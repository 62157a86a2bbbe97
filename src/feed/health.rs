//! Feed health tracking and connectivity classification

use super::types::{normalize_symbol, FeedStatus};
use chrono::{DateTime, Duration, Utc};
use serde::Serialize;
use std::collections::BTreeMap;

/// Newest tick younger than this counts as live
pub const LIVE_THRESHOLD_SECS: i64 = 30;
/// Newest tick younger than this (but not live) counts as delayed
pub const DELAYED_THRESHOLD_SECS: i64 = 300;

/// Per-symbol listener health
#[derive(Debug, Clone, PartialEq, Serialize)]
pub struct SymbolHealth {
    pub status: FeedStatus,
    pub ticks_received: u64,
    pub parse_errors: u64,
    pub reconnects: u64,
    pub last_tick_at: Option<DateTime<Utc>>,
}

impl Default for SymbolHealth {
    fn default() -> Self {
        Self {
            status: FeedStatus::Connecting,
            ticks_received: 0,
            parse_errors: 0,
            reconnects: 0,
            last_tick_at: None,
        }
    }
}

/// Health of every subscription owned by a listener
#[derive(Debug, Clone, Default, PartialEq, Serialize)]
pub struct FeedHealth {
    symbols: BTreeMap<String, SymbolHealth>,
}

impl FeedHealth {
    pub fn register(&mut self, symbol: &str) {
        self.symbols.entry(normalize_symbol(symbol)).or_default();
    }

    pub fn get(&self, symbol: &str) -> Option<&SymbolHealth> {
        self.symbols.get(&normalize_symbol(symbol))
    }

    pub fn iter(&self) -> impl Iterator<Item = (&String, &SymbolHealth)> {
        self.symbols.iter()
    }

    pub fn set_status(&mut self, symbol: &str, status: FeedStatus) {
        let entry = self.symbols.entry(normalize_symbol(symbol)).or_default();
        if entry.status == FeedStatus::Subscribed && status == FeedStatus::Disconnected {
            entry.reconnects += 1;
        }
        entry.status = status;
    }

    pub fn record_tick(&mut self, symbol: &str, at: DateTime<Utc>) {
        let entry = self.symbols.entry(normalize_symbol(symbol)).or_default();
        entry.ticks_received += 1;
        entry.last_tick_at = Some(entry.last_tick_at.map_or(at, |prev| prev.max(at)));
    }

    pub fn record_parse_error(&mut self, symbol: &str) {
        self.symbols
            .entry(normalize_symbol(symbol))
            .or_default()
            .parse_errors += 1;
    }

    /// Worst status across all subscriptions
    pub fn overall(&self) -> FeedStatus {
        let statuses = self.symbols.values().map(|h| h.status);
        if self.symbols.is_empty() {
            FeedStatus::Connecting
        } else if statuses.clone().any(|s| s == FeedStatus::Disconnected) {
            FeedStatus::Disconnected
        } else if statuses.clone().all(|s| s == FeedStatus::Subscribed) {
            FeedStatus::Subscribed
        } else {
            FeedStatus::Connecting
        }
    }
}

/// Connectivity as seen from the stored data
#[derive(Debug, Clone, Copy, PartialEq, Eq, Serialize)]
pub enum ConnectivityStatus {
    /// No tick stored yet
    NoData,
    Live { age_secs: i64 },
    Delayed { age_secs: i64 },
    Disconnected { age_secs: i64 },
}

impl ConnectivityStatus {
    /// Classify by the age of the newest stored tick
    pub fn classify(last_tick: Option<DateTime<Utc>>, now: DateTime<Utc>) -> Self {
        let Some(last) = last_tick else {
            return ConnectivityStatus::NoData;
        };
        let age_secs = (now - last).max(Duration::zero()).num_seconds();
        if age_secs < LIVE_THRESHOLD_SECS {
            ConnectivityStatus::Live { age_secs }
        } else if age_secs < DELAYED_THRESHOLD_SECS {
            ConnectivityStatus::Delayed { age_secs }
        } else {
            ConnectivityStatus::Disconnected { age_secs }
        }
    }

    pub fn is_live(&self) -> bool {
        matches!(self, ConnectivityStatus::Live { .. })
    }
}

impl std::fmt::Display for ConnectivityStatus {
    fn fmt(&self, f: &mut std::fmt::Formatter<'_>) -> std::fmt::Result {
        match self {
            ConnectivityStatus::NoData => write!(f, "no data"),
            ConnectivityStatus::Live { age_secs } => write!(f, "live (last tick {age_secs}s ago)"),
            ConnectivityStatus::Delayed { age_secs } => {
                write!(f, "delayed (last tick {age_secs}s ago)")
            }
            ConnectivityStatus::Disconnected { age_secs } => {
                write!(f, "disconnected (last tick {age_secs}s ago)")
            }
        }
    }
}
☆ ☆ ☆ ☆
- DESCRIPTION OF THE TASK -
Check each line of the records for the string "const" and copy those that have it.

- SOLUTION TO THE PROBLEM -
pub const LIVE_THRESHOLD_SECS: i64 = 30;
pub const DELAYED_THRESHOLD_SECS: i64 = 300;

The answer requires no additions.